最近どの企業でも、「スペシャリスト」を求めるようになりました。確かに、単なる「ゼネラリスト」ではビジネス環境の急速な変化に対応しきれないから、当然の要求であると思います。
しかし、僕は単なる「スペシャリスト」を集めても、最大の効果は得られないだろうと思うのです。僕が考えている、理想的な「スペシャリスト」とは、「ゼネラリスト」であることを前提としているのです。「ゼネラリスト」でありながら、複数の専門分野を持つ。これこそが、これからのビジネス社会でもっとも必要とされる人材だと思うのです。
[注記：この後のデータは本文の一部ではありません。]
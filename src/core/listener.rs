//! Job change listeners.
//!
//! Listeners observe job lifecycle transitions. Events are built while the
//! scheduler holds its state lock and delivered after it is released, so a
//! listener may call back into the manager (for example to schedule a
//! follow-up job from a `Done` event).

use std::collections::VecDeque;

use parking_lot::Mutex;

use crate::job::{JobId, JobResult};
use crate::util::clock::now_ms;

/// Lifecycle transition reported to listeners.
#[derive(Debug, Clone, Copy, PartialEq, Eq, Hash)]
pub enum JobEventKind {
    /// The job entered the waiting queue.
    Scheduled,
    /// The job was put to sleep or scheduled with a delay.
    Sleeping,
    /// A sleeping job returned to the waiting queue.
    Awake,
    /// A worker started running the job.
    Running,
    /// The job reached a terminal state; `result` is set.
    Done,
}

/// A single lifecycle event.
#[derive(Debug, Clone)]
pub struct JobEvent {
    /// Job identifier.
    pub job_id: JobId,
    /// Job name.
    pub job_name: String,
    /// Transition observed.
    pub kind: JobEventKind,
    /// Final result, present only for [`JobEventKind::Done`].
    pub result: Option<JobResult>,
    /// Wall-clock timestamp in milliseconds.
    pub at_ms: u128,
}

/// Receives job lifecycle events.
pub trait JobChangeListener: Send + Sync {
    /// Called once per transition, outside any scheduler lock.
    fn on_event(&self, event: &JobEvent);
}

/// Bounded in-memory event log for diagnostics and tests.
pub struct InMemoryEventLog {
    events: Mutex<VecDeque<JobEvent>>,
    max_events: usize,
}

impl InMemoryEventLog {
    /// Create a log that keeps at most `max_events` of the newest events.
    #[must_use]
    pub fn new(max_events: usize) -> Self {
        Self {
            events: Mutex::new(VecDeque::with_capacity(max_events.min(1024))),
            max_events: max_events.max(1),
        }
    }

    /// Snapshot of stored events, oldest first.
    #[must_use]
    pub fn events(&self) -> Vec<JobEvent> {
        self.events.lock().iter().cloned().collect()
    }

    /// Kinds of the stored events for one job, oldest first.
    #[must_use]
    pub fn kinds_for(&self, job_id: JobId) -> Vec<JobEventKind> {
        self.events
            .lock()
            .iter()
            .filter(|e| e.job_id == job_id)
            .map(|e| e.kind)
            .collect()
    }

    /// Drop every stored event.
    pub fn clear(&self) {
        self.events.lock().clear();
    }
}

impl JobChangeListener for InMemoryEventLog {
    fn on_event(&self, event: &JobEvent) {
        let mut events = self.events.lock();
        if events.len() >= self.max_events {
            events.pop_front();
        }
        events.push_back(event.clone());
    }
}

/// Build an event stamped with the current time.
pub fn build_event(
    job_id: JobId,
    job_name: impl Into<String>,
    kind: JobEventKind,
    result: Option<JobResult>,
) -> JobEvent {
    JobEvent {
        job_id,
        job_name: job_name.into(),
        kind,
        result,
        at_ms: now_ms(),
    }
}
単なる「スペシャリスト」では、視野が自分の専門分野からはみ出ず、いわゆるマニア、オタク的な思考にはまってしまう危険性があります。しかし、単なる「ゼネラリスト」でも、急速な変化に対応できない。となれば、その両方を兼ね備えるのが一番なわけです。
幅広く知識を持ち、また複数の専門分野を持つことによって、視野が倍増どころか、乗数的に広がっていきます。様々な知識、現象を有機的に組み合わせる能力が必要である、とも言えます。
もちろん、理想的な「スペシャリスト」というのは、言うのは易、行うは難し、です。だから、日々是努力、という姿勢が必要。代ゼミのスローガンみたいだけど(笑)。